_TASK TO COMPLETE_
The required output is every entry below, copied exactly.

:: EXERCISE MATERIALS

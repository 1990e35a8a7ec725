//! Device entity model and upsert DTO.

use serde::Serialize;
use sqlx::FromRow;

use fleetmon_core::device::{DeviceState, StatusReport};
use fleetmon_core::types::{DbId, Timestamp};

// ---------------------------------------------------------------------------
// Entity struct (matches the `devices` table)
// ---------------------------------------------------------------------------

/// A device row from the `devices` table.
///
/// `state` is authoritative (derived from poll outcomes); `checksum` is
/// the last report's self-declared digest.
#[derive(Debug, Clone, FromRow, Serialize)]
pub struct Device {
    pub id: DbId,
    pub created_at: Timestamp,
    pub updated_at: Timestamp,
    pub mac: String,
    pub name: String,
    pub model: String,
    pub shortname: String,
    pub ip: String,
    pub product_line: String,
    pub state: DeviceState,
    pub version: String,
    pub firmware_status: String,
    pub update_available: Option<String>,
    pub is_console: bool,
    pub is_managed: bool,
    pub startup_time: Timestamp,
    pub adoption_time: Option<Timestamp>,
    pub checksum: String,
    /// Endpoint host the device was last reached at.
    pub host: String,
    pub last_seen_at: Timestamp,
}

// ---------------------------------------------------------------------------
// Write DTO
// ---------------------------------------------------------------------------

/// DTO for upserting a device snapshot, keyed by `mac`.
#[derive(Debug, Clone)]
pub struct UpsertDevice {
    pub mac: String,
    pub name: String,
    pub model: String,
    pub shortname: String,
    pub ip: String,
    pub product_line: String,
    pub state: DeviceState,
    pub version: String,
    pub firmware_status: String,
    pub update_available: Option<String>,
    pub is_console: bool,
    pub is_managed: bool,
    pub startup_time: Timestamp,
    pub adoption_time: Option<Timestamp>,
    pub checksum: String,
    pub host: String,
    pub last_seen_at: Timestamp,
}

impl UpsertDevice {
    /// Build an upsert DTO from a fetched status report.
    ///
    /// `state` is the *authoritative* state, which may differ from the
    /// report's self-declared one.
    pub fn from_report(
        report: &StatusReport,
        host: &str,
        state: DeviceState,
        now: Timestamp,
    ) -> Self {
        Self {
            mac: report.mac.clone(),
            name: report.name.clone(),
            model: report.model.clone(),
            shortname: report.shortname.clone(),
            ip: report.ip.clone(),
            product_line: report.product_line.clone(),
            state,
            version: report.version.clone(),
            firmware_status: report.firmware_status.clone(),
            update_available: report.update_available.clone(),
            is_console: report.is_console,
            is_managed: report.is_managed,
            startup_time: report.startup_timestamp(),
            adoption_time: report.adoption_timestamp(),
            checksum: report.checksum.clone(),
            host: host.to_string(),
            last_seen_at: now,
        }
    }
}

::::

_RESPONSE_
repository 1990e35a8a7ec725
//! Device entity model and upsert DTO.

use serde::Serialize;
use sqlx::FromRow;

use fleetmon_core::device::{DeviceState, StatusReport};
use fleetmon_core::types::{DbId, Timestamp};

// ---------------------------------------------------------------------------
// Entity struct (matches the `devices` table)
// ---------------------------------------------------------------------------

/// A device row from the `devices` table.
///
/// `state` is authoritative (derived from poll outcomes); `checksum` is
/// the last report's self-declared digest.
#[derive(Debug, Clone, FromRow, Serialize)]
pub struct Device {
    pub id: DbId,
    pub created_at: Timestamp,
    pub updated_at: Timestamp,
    pub mac: String,
    pub name: String,
    pub model: String,
    pub shortname: String,
    pub ip: String,
    pub product_line: String,
    pub state: DeviceState,
    pub version: String,
    pub firmware_status: String,
    pub update_available: Option<String>,
    pub is_console: bool,
    pub is_managed: bool,
    pub startup_time: Timestamp,
    pub adoption_time: Option<Timestamp>,
    pub checksum: String,
    /// Endpoint host the device was last reached at.
    pub host: String,
    pub last_seen_at: Timestamp,
}

// ---------------------------------------------------------------------------
// Write DTO
// ---------------------------------------------------------------------------

/// DTO for upserting a device snapshot, keyed by `mac`.
#[derive(Debug, Clone)]
pub struct UpsertDevice {
    pub mac: String,
    pub name: String,
    pub model: String,
    pub shortname: String,
    pub ip: String,
    pub product_line: String,
    pub state: DeviceState,
    pub version: String,
    pub firmware_status: String,
    pub update_available: Option<String>,
    pub is_console: bool,
    pub is_managed: bool,
    pub startup_time: Timestamp,
    pub adoption_time: Option<Timestamp>,
    pub checksum: String,
    pub host: String,
    pub last_seen_at: Timestamp,
}

impl UpsertDevice {
    /// Build an upsert DTO from a fetched status report.
    ///
    /// `state` is the *authoritative* state, which may differ from the
    /// report's self-declared one.
    pub fn from_report(
        report: &StatusReport,
        host: &str,
        state: DeviceState,
        now: Timestamp,
    ) -> Self {
        Self {
            mac: report.mac.clone(),
            name: report.name.clone(),
            model: report.model.clone(),
            shortname: report.shortname.clone(),
            ip: report.ip.clone(),
            product_line: report.product_line.clone(),
            state,
            version: report.version.clone(),
            firmware_status: report.firmware_status.clone(),
            update_available: report.update_available.clone(),
            is_console: report.is_console,
            is_managed: report.is_managed,
            startup_time: report.startup_timestamp(),
            adoption_time: report.adoption_timestamp(),
            checksum: report.checksum.clone(),
            host: host.to_string(),
            last_seen_at: now,
        }
    }
}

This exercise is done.